English perceptron models have been trained and evaluated using the WSJ treebank as explained in K. Toutanova, D. Klein, and C. D. Manning. Feature-rich part-of-speech tagging with a cyclic dependency network. In Proceedings of HLT-NAACL’03, 2003. Currently we obtain a performance of 96.87% vs 97.24% obtained by Toutanova et al. (2003).
Spanish Maximum Entropy models have been trained and evaluated using the Ancora
corpus; it was randomly divided in 90% for training (450K words) and 10% testing (50K words), obtaining a performance of 98.88%.French Maximum Entropy models trained with the ESTER corpus.
Italian Perceptron models trained with the TUT Treebank.

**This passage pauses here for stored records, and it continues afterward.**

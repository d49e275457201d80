// SPDX-License-Identifier: BSD-3-Clause
//! The Andersen (inclusion-based) points-to rules. The rules are data: the
//! façade clones the program this module builds and appends the generated
//! facts before loading the solver backend.
//!
//! Object `0` is the special "some unknown object"; anything the analysis
//! cannot resolve points there, and `0` points to itself so that loads
//! through unknown pointers stay unknown.

use crate::datalog::{Program, ProgramError};
use crate::dir_extend;

pub fn program() -> Result<Program, ProgramError> {
    let declarations = super::relations::declarations()?;
    dir_extend! {
        declarations;

        // Allocation sites seed the relation.
        pointsTo(p, m) <- hasAllocatedMemory(p, m);
        pointsTo(i, m) <- instrAlloca(i, m);
        pointsTo(i, m) <- intrinsicMalloc(i, m);

        // Copy-like value flow.
        pointsTo(i, o) <- instrBitCast(i, v), pointsTo(v, o);
        pointsTo(i, o) <- instrGetelementptr(i, b), pointsTo(b, o);
        pointsTo(i, o) <- instrPHI(i), hasOperand(i, v), pointsTo(v, o);

        // Loads and stores go through the pointed-to memory.
        pointsTo(i, o) <- instrLoad(i, s), pointsTo(s, m), pointsTo(m, o);
        pointsTo(m, o) <- instrStore(_, v, d), pointsTo(d, m), pointsTo(v, o);
        pointsTo(m, o) <- intrinsicMemcpy(_, d, s), pointsTo(d, m),
                          pointsTo(s, n), pointsTo(n, o);

        // Interprocedural flow through direct calls.
        pointsTo(formal, o) <- hasCallArgument(_, actual, formal), pointsTo(actual, o);
        pointsTo(i, o) <- instrCall(i, f), hasInstr(f, r), instrRet(r, v), pointsTo(v, o);

        // Global initializers fill the global's storage; aggregate
        // constants and their fields flow into each other.
        pointsTo(m, o) <- hasAllocatedMemory(g, m), hasInitializer(g, k), pointsTo(k, o);
        pointsTo(c, o) <- hasConstantField(c, f), pointsTo(f, o);
        pointsTo(f, o) <- hasConstantField(c, f), pointsTo(c, o);

        // The unknown object.
        fact pointsTo(0, 0);
        pointsTo(i, 0) <- instrIntToPtr(i, _);
        pointsTo(i, 0) <- instrUnknown(i);
        pointsTo(c, 0) <- undef(c);
        pointsTo(m, 0) <- hasAllocatedMemory(g, m), hasNoInitializer(g);

        // May-alias: two pointers sharing a pointee, or one that may point
        // anywhere.
        alias(x, y) <- pointsTo(x, o), pointsTo(y, o);
        alias(x, y) <- pointsTo(x, 0), pointsTo(y, o);
        alias(x, y) <- alias(y, x);
    }
}
// SPDX-License-Identifier: BSD-3-Clause
// End-to-end scenarios: build small IR modules, run the full analysis
// (fact generation, Z3 fixed point, materialisation), and check the
// answers. Requires libz3 at link time, like every solver-backed test.

use datalog_aa::analysis::{AliasResult, PointerAnalysis};
use datalog_aa::ir::constant::Constant;
use datalog_aa::ir::instruction::{Callee, Instruction, Opcode, Operand};
use datalog_aa::ir::types::Type;
use datalog_aa::ir::{
    Block, Function, FunctionName, Global, GlobalName, LocalName, Module, Parameter, Value,
};

// ------------------------------------------------------------------
// Helpers

fn function(
    name: &str,
    params: Vec<(&str, Type)>,
    ret_ty: Type,
    body: Vec<Instruction>,
) -> Function {
    let fname = FunctionName::from(name);
    Function {
        params: params
            .into_iter()
            .map(|(p, ty)| Parameter {
                name: LocalName::new(&fname, p),
                ty,
            })
            .collect(),
        ret_ty,
        blocks: if body.is_empty() {
            vec![]
        } else {
            vec![Block::new("entry", body)]
        },
        name: fname,
    }
}

fn instr(function: &str, name: &str, opcode: Opcode, ty: Type) -> Instruction {
    Instruction::new(
        LocalName::new(&FunctionName::from(function), name),
        opcode,
        ty,
    )
}

fn local(function: &str, name: &str) -> Operand {
    Operand::Local(LocalName::new(&FunctionName::from(function), name))
}

fn value(function: &str, name: &str) -> Value {
    Value::Local(LocalName::new(&FunctionName::from(function), name))
}

fn ret_void(function: &str, name: &str) -> Instruction {
    instr(function, name, Opcode::Ret { value: None }, Type::Void)
}

fn id(analysis: &PointerAnalysis<'_>, v: &Value) -> u32 {
    analysis.objects().object_id(v).unwrap()
}

// ------------------------------------------------------------------
// Scenarios

#[test]
fn stack_self_alias() {
    let mut module = Module::new("stack_self_alias");
    module.functions.push(function(
        "f",
        vec![],
        Type::Void,
        vec![
            instr("f", "p", Opcode::Alloca, Type::Pointer),
            ret_void("f", "r"),
        ],
    ));
    let analysis = PointerAnalysis::new(&module).unwrap();

    let p = value("f", "p");
    assert_eq!(analysis.alias(&p, &p).unwrap(), AliasResult::MustAlias);
    let p_id = id(&analysis, &p);
    assert!(analysis.points_to().contains(&(p_id, p_id + 1)));
}

#[test]
fn store_then_load() {
    let mut module = Module::new("store_then_load");
    module.functions.push(function(
        "f",
        vec![],
        Type::Void,
        vec![
            instr("f", "p", Opcode::Alloca, Type::Pointer),
            instr("f", "q", Opcode::Alloca, Type::Pointer),
            instr(
                "f",
                "s",
                Opcode::Store {
                    value: local("f", "q"),
                    dest: local("f", "p"),
                },
                Type::Void,
            ),
            instr(
                "f",
                "r",
                Opcode::Load {
                    src: local("f", "p"),
                },
                Type::Pointer,
            ),
            ret_void("f", "t"),
        ],
    ));
    let analysis = PointerAnalysis::new(&module).unwrap();

    let (p, q, r) = (value("f", "p"), value("f", "q"), value("f", "r"));
    let (p_id, q_id, r_id) = (id(&analysis, &p), id(&analysis, &q), id(&analysis, &r));
    let points_to = analysis.points_to();
    assert!(points_to.contains(&(p_id, p_id + 1)));
    assert!(points_to.contains(&(q_id, q_id + 1)));
    // The store fills the slot behind %p with %q's slot.
    assert!(points_to.contains(&(p_id + 1, q_id + 1)));
    // The load reads it back.
    assert!(points_to.contains(&(r_id, q_id + 1)));

    assert_eq!(analysis.alias(&q, &r).unwrap(), AliasResult::MayAlias);
    assert_eq!(analysis.alias(&p, &q).unwrap(), AliasResult::NoAlias);
}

Dutch Perceptron model publicly available at Apache OpenNLP website: (http://opennlp.sourceforge.net/models-1.5/)
Requirements
- Java 1.7 or newer
- Ruby 1.9.2 or newer
- Maven
- Bundler
Installation
Using RubyGems:
gem install opener-pos-tagger-en-es
Using Bundler:
gem 'opener-pos-tagger-en-es',
:git => '[email protected]/opener-project/pos-tagger-en-es.git',
:branch => 'master'
Using specific install:
gem install specific_install
gem specific_install opener-pos-tagger-en-es \
-l https://github.com/opener-project/pos-tagger-en-es.git
Usage
cat some_input_file.kaf | pos-tagger-en-es
Contributing
First make sure all the required dependencies are installed:
bundle install
Then compile the required Java code:
bundle exec rake java:compile
For this you'll need to have Java 1.7 and Maven installed. These requirements are verified for you before the Rake task calls Maven.
Testing
To run the tests (which are powered by Cucumber), simply run the following:
bundle exec rake
This will take care of verifying the requirements, installing the required Java packages and running the tests.
For more information on the available Rake tasks run the following:
bundle exec rake -T
Structure
This repository comes in two parts: a collection of Java source files and Ruby
source files. The Java code can be found in the core/
directory, everything
else will be Ruby source code.